**Problem to solve:**
Write out again, exactly, the lines below starting at the one with "let segmented = segment(sql).unwrap();" and ending at the one with "select * from db44.dbo.table3".

---------- Excerpted records ----------

use anyhow::Context;
use clap::Parser;
use opencv::highgui;
use pattern_detection::config::{init_logging, Args, Settings};
use pattern_detection::models::{resolve_cascade_dir, scan_models, select_model};
use pattern_detection::{
    convert_to_grayscale, draw_regions, read_or_skip, CameraSource, CascadeDetector, Detector,
};
use tracing::info;

const ESCAPE: i32 = 27;
/// How long to pump window events before retrying a failed read.
const READ_RETRY_DELAY_MS: i32 = 10;

fn main() -> anyhow::Result<()> {
    let args: Args = Args::parse();
    init_logging();
    let settings = Settings::from(args);

    let cascade_dir = resolve_cascade_dir(settings.cascade_dir.as_deref())?;
    let models = scan_models(&cascade_dir)?;
    let model = select_model(&models, settings.initial_model.as_deref())
        .with_context(|| format!("No cascades in {}", cascade_dir.display()))?;
    info!(model = %model.name, "Previewing");

    let window = "pattern preview";
    highgui::named_window_def(window)?;

    let mut camera_source = CameraSource::new(settings.camera_index)?;
    let mut detector = CascadeDetector::new(model, settings.detection)?;

    loop {
        let key = match read_or_skip(&mut camera_source) {
            Some(mut frame) => {
                let gray = convert_to_grayscale(&frame)?;
                let regions = detector.detect(&gray)?;
                draw_regions(&mut frame, &regions)?;

                highgui::imshow(window, &frame)?;
                highgui::poll_key()?
            }
            None => highgui::wait_key(READ_RETRY_DELAY_MS)?,
        };
        if key == ESCAPE {
            break;
        }
    }
    Ok(())
}
use crate::backend::RecordingSink;
use crate::config::RecordingSettings;
use crate::error::CaptureError;
use anyhow::Context;
use opencv::core::Size;
use opencv::prelude::*;
use opencv::{imgproc, videoio};
use std::path::PathBuf;
use tracing::{debug, info};

/// An open video file. Frames are appended until `close` is called.
pub struct VideoRecorder {
    writer: videoio::VideoWriter,
    path: PathBuf,
    frame_size: Size,
    frames: u64,
}

impl VideoRecorder {
    pub fn open(settings: &RecordingSettings) -> anyhow::Result<Self> {
        let [a, b, c, d] = settings.fourcc;
        let fourcc = videoio::VideoWriter::fourcc(a, b, c, d)?;
        let frame_size = Size::new(settings.width, settings.height);
        let path = settings
            .path
            .to_str()
            .context("Recording path is not valid utf-8")?;

        let writer = videoio::VideoWriter::new(path, fourcc, settings.fps, frame_size, true)
            .map_err(|_| CaptureError::RecordingUnavailable(settings.path.clone()))?;
        if !writer.is_opened()? {
            return Err(CaptureError::RecordingUnavailable(settings.path.clone()).into());
        }
        info!(path = %settings.path.display(), fps = settings.fps, "Recording started");

        Ok(Self {
            writer,
            path: settings.path.clone(),
            frame_size,
            frames: 0,
        })
    }
}

impl RecordingSink for VideoRecorder {
    fn append(&mut self, frame: &Mat) -> anyhow::Result<()> {
        // the writer silently drops frames whose size differs from the session
        if frame.size()? == self.frame_size {
            self.writer.write(frame)?;
        } else {
            let mut resized = Mat::default();
            imgproc::resize(
                frame,
                &mut resized,
                self.frame_size,
                0.0,
                0.0,
                imgproc::INTER_LINEAR,
            )?;
            self.writer.write(&resized)?;
        }
        self.frames += 1;
        Ok(())
    }

    fn frames(&self) -> u64 {
        self.frames
    }

    fn close(mut self) -> anyhow::Result<()> {
        self.writer.release()?;
        debug!(path = %self.path.display(), frames = self.frames, "Recording closed");
        Ok(())
    }
}
pub mod app;
pub mod backend;
pub mod config;
pub mod controller;
pub mod detector;
pub mod display;
pub mod error;
pub mod models;
pub mod recording;
#[doc(hidden)]
pub mod testing;
pub mod worker;

pub use backend::{
    read_or_skip, CameraSource, CaptureBackend, Detector, FrameSource, OpenCvBackend,
    RecordingSink,
};
pub use config::{Args, DetectionParams, RecordingSettings, Settings};
pub use controller::{ButtonState, Controller};
pub use detector::{convert_to_grayscale, draw_regions, CascadeDetector, Region};
pub use display::{fit_within, DisplayFrame};
pub use error::CaptureError;
pub use models::ModelRef;
pub use recording::VideoRecorder;
pub use worker::{CaptureWorker, Command, Notify, WorkerConfig, WorkerEvent};
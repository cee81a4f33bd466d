//! Integration tests for segmentation and reference extraction

use ctescope_core::{TableReference, MAIN_QUERY};
use ctescope_sql::{extract_references, segment, QueryAnalyzer, SqlParser};
use pretty_assertions::assert_eq;

fn reference(
    database: Option<&str>,
    schema: Option<&str>,
    table: &str,
    alias: &str,
) -> TableReference {
    TableReference {
        database: database.map(str::to_string),
        schema: schema.map(str::to_string),
        table: table.to_string(),
        alias: alias.to_string(),
    }
}

#[test]
fn segment_then_extract_single_cte() {
    let sql = "WITH c1 AS (SELECT * FROM db1.dbo.t1 t1 INNER JOIN dbo.t2 ON t2.id=t1.id) SELECT * FROM c1";

    let segmented = segment(sql).unwrap();
    assert_eq!(segmented.ctes.len(), 1);
    assert_eq!(segmented.ctes[0].name, "c1");
    assert_eq!(
        segmented.ctes[0].body,
        "SELECT * FROM db1.dbo.t1 t1 INNER JOIN dbo.t2 ON t2.id=t1.id"
    );

    let parser = SqlParser::mssql();
    let parsed = parser.parse(&segmented.ctes[0].body, "c1").unwrap();
    let refs = extract_references(parsed.first_statement().unwrap());

    assert_eq!(
        refs,
        vec![
            reference(Some("db1"), Some("dbo"), "t1", "t1"),
            reference(None, Some("dbo"), "t2", "t2"),
        ]
    );
}

#[test]
fn multi_cte_union_workflow() {
    // Three CTEs with joins and nested subqueries, a comma-join main query
    // UNION'd with two more SELECTs, one of which carries an IN-subquery.
    let sql = r#"
        with
        c1 as
        (
            select * from db1.dbo.table1  t1
            inner join dbo.xx2 as x2 on x2.id = t1.xx2_id
            where x2.name like 'abc%'
        ),
        ct2 as
        (
            select * from dbo.table2 where id > 20
        ),
        cte3 as
        (
            select * from db44.dbo.table3
            left join table33  on table3.id = table33.t3_id
            where price < 100
        )
        select a.id, b.name, c.order_id from c1 a, ct2 b, cte3 c where a.id = b.id and a.id = c.id
        union
        SELECT u.id, u.name, o.order_id
        FROM database1.schema1.users u
            LEFT JOIN schema2.orders o ON u.id = o.user_id
        WHERE u.age > 18
            AND u.id IN (
                SELECT user_id
                FROM database2.schema2.transactions
                WHERE amount > 100
            )
        UNION
        SELECT a.id, a.name, b.order_id
        FROM db2.schema3.account a
            INNER JOIN schema4.billing b ON a.id = b.account_id
    "#;

    let analysis = QueryAnalyzer::new().analyze(sql).unwrap();

    let names: Vec<&str> = analysis.fragments.iter().map(|f| f.name.as_str()).collect();
    assert_eq!(names, vec!["c1", "ct2", "cte3", MAIN_QUERY]);

    assert_eq!(
        analysis.fragments[0].references,
        vec![
            reference(Some("db1"), Some("dbo"), "table1", "t1"),
            reference(None, Some("dbo"), "xx2", "x2"),
        ]
    );

    assert_eq!(
        analysis.fragments[1].references,
        vec![reference(None, Some("dbo"), "table2", "table2")]
    );

    assert_eq!(
        analysis.fragments[2].references,
        vec![
            reference(Some("db44"), Some("dbo"), "table3", "table3"),
            reference(None, None, "table33", "table33"),
        ]
    );

    // Main query: comma-join branch first, then each UNION branch left to
    // right. The IN-subquery table (database2.schema2.transactions) is not a
    // FROM source and is not extracted.
    assert_eq!(
        analysis.main_fragment().references,
        vec![
            reference(None, None, "c1", "a"),
            reference(None, None, "ct2", "b"),
            reference(None, None, "cte3", "c"),
            reference(Some("database1"), Some("schema1"), "users", "u"),
            reference(None, Some("schema2"), "orders", "o"),
            reference(Some("db2"), Some("schema3"), "account", "a"),
            reference(None, Some("schema4"), "billing", "b"),
        ]
    );

    assert_eq!(analysis.all_diagnostics().count(), 0);
}

#[test]
fn union_inside_a_cte_body() {
    let sql = "WITH c1 AS (SELECT id FROM sch1.a UNION SELECT id FROM sch2.b) SELECT * FROM c1";

    let analysis = QueryAnalyzer::new().analyze(sql).unwrap();
    assert_eq!(
        analysis.fragments[0].references,
        vec![
            reference(None, Some("sch1"), "a", "a"),
            reference(None, Some("sch2"), "b", "b"),
        ]
    );
}

#[test]
fn plain_query_without_with_clause() {
    let analysis = QueryAnalyzer::new()
        .analyze("select * from ioa.dbo.user_items where user_id = 1")
        .unwrap();

    assert_eq!(analysis.fragments.len(), 1);
    assert_eq!(
        analysis.main_fragment().references,
        vec![reference(Some("ioa"), Some("dbo"), "user_items", "user_items")]
    );
}

#[test]
fn report_round_trips_through_json() {
    let sql = "WITH c1 AS (SELECT * FROM dbo.t1) SELECT * FROM c1";
    let report = QueryAnalyzer::new().analyze(sql).unwrap().to_report();

    assert_eq!(report.summary.fragments_analyzed, 2);
    assert_eq!(report.summary.tables_resolved, 2);
    assert!(!report.has_errors());

    let json = report.to_json().unwrap();
    let parsed: ctescope_core::Report = serde_json::from_str(&json).unwrap();
    assert_eq!(parsed, report);
}

#[test]
fn derived_table_surfaces_as_warning_not_error() {
    let sql = "WITH c1 AS (SELECT * FROM (SELECT id FROM raw_t) d) SELECT * FROM c1";
    let analysis = QueryAnalyzer::new().analyze(sql).unwrap();

    assert!(analysis.fragments[0].references.is_empty());

    let report = analysis.to_report();
    assert_eq!(report.summary.unresolved_exprs, 1);
    assert_eq!(report.summary.warnings, 1);
    assert!(!report.has_errors());
}
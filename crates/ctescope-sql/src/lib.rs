//! SQL segmentation and table-reference extraction
//!
//! This crate handles:
//! - Splitting a `WITH` query into named CTE bodies and the main query
//! - Parsing each fragment with datafusion-sqlparser-rs
//! - Walking parsed fragments to extract qualified table references
//! - Orchestrating the whole analysis and collecting diagnostics

pub mod analyzer;
pub mod extractor;
pub mod parser;
pub mod segmenter;

pub use analyzer::{AnalysisError, FragmentAnalysis, QueryAnalysis, QueryAnalyzer};
pub use extractor::{extract_references, ReferenceExtractor};
pub use parser::{ParseError, ParsedSql, SqlParser};
pub use segmenter::{normalize_whitespace, segment, SegmentationError};
//! Report schema (stable v1)
//!
//! This schema is STABLE and VERSIONED.
//! Breaking changes require a new version.

use crate::diagnostic::Diagnostic;
use crate::query::TableReference;
use serde::{Deserialize, Serialize};

/// Report schema version
#[derive(Debug, Clone, Copy, PartialEq, Eq, Serialize, Deserialize)]
pub struct ReportVersion {
    /// Major version (breaking changes)
    pub major: u32,

    /// Minor version (backward-compatible additions)
    pub minor: u32,
}

impl ReportVersion {
    /// Current report schema version
    pub const CURRENT: ReportVersion = ReportVersion { major: 1, minor: 0 };
}

impl std::fmt::Display for ReportVersion {
    fn fmt(&self, f: &mut std::fmt::Formatter<'_>) -> std::fmt::Result {
        write!(f, "{}.{}", self.major, self.minor)
    }
}

/// Summary statistics for a report
#[derive(Debug, Clone, Default, PartialEq, Eq, Serialize, Deserialize)]
pub struct ReportSummary {
    /// Total number of diagnostics
    pub total: usize,

    /// Number of errors
    pub errors: usize,

    /// Number of warnings
    pub warnings: usize,

    /// Number of info messages
    pub info: usize,

    /// Number of query fragments analyzed (CTEs plus the main query)
    pub fragments_analyzed: usize,

    /// Number of table references resolved across all fragments
    pub tables_resolved: usize,

    /// Number of table expressions skipped as unresolvable
    pub unresolved_exprs: usize,
}

/// Table references extracted from one query fragment
#[derive(Debug, Clone, PartialEq, Eq, Serialize, Deserialize)]
pub struct FragmentReport {
    /// Fragment label (CTE name or `main`)
    pub name: String,

    /// References in left-to-right extraction order
    pub tables: Vec<TableReference>,
}

/// Analysis report (report.json v1)
///
/// This is the stable output format.
/// All fields are versioned and backward-compatible.
#[derive(Debug, Clone, PartialEq, Serialize, Deserialize)]
pub struct Report {
    /// Schema version
    pub version: ReportVersion,

    /// Timestamp (ISO 8601)
    pub timestamp: String,

    /// Summary statistics
    pub summary: ReportSummary,

    /// Per-fragment table references, in analysis order
    pub fragments: Vec<FragmentReport>,

    /// All diagnostics
    pub diagnostics: Vec<Diagnostic>,
}

impl Report {
    /// Create a new empty report
    pub fn new() -> Self {
        Self {
            version: ReportVersion::CURRENT,
            timestamp: chrono::Utc::now().to_rfc3339(),
            summary: ReportSummary::default(),
            fragments: Vec::new(),
            diagnostics: Vec::new(),
        }
    }

    /// Add one fragment's extracted references
    pub fn add_fragment(&mut self, name: impl Into<String>, tables: Vec<TableReference>) {
        self.summary.fragments_analyzed += 1;
        self.summary.tables_resolved += tables.len();
        self.fragments.push(FragmentReport {
            name: name.into(),
            tables,
        });
    }

    /// Add a diagnostic to the report
    pub fn add_diagnostic(&mut self, diagnostic: Diagnostic) {
        use crate::diagnostic::{DiagnosticCode, Severity};

        match diagnostic.severity {
            Severity::Error => self.summary.errors += 1,
            Severity::Warn => self.summary.warnings += 1,
            Severity::Info => self.summary.info += 1,
        }

        if diagnostic.code == DiagnosticCode::SqlUnresolvedTableExpr {
            self.summary.unresolved_exprs += 1;
        }

        self.summary.total += 1;
        self.diagnostics.push(diagnostic);
    }

    /// Check if the report has any errors
    pub fn has_errors(&self) -> bool {
        self.summary.errors > 0
    }

    /// Serialize to JSON string
    pub fn to_json(&self) -> Result<String, serde_json::Error> {
        serde_json::to_string_pretty(self)
    }

    /// Save to file
    pub fn save_to_file(&self, path: &std::path::Path) -> Result<(), std::io::Error> {
        let json = self
            .to_json()
            .map_err(|e| std::io::Error::new(std::io::ErrorKind::Other, e))?;
        std::fs::write(path, json)
    }
}

impl Default for Report {
    fn default() -> Self {
        Self::new()
    }
}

----------

**Answer for the task:**
    let segmented = segment(sql).unwrap();
    assert_eq!(segmented.ctes.len(), 1);
    assert_eq!(segmented.ctes[0].name, "c1");
    assert_eq!(
        segmented.ctes[0].body,
        "SELECT * FROM db1.dbo.t1 t1 INNER JOIN dbo.t2 ON t2.id=t1.id"
    );

    let parser = SqlParser::mssql();
    let parsed = parser.parse(&segmented.ctes[0].body, "c1").unwrap();
    let refs = extract_references(parsed.first_statement().unwrap());

    assert_eq!(
        refs,
        vec![
            reference(Some("db1"), Some("dbo"), "t1", "t1"),
            reference(None, Some("dbo"), "t2", "t2"),
        ]
    );
}

#[test]
fn multi_cte_union_workflow() {
    // Three CTEs with joins and nested subqueries, a comma-join main query
    // UNION'd with two more SELECTs, one of which carries an IN-subquery.
    let sql = r#"
        with
        c1 as
        (
            select * from db1.dbo.table1  t1
            inner join dbo.xx2 as x2 on x2.id = t1.xx2_id
            where x2.name like 'abc%'
        ),
        ct2 as
        (
            select * from dbo.table2 where id > 20
        ),
        cte3 as
        (
            select * from db44.dbo.table3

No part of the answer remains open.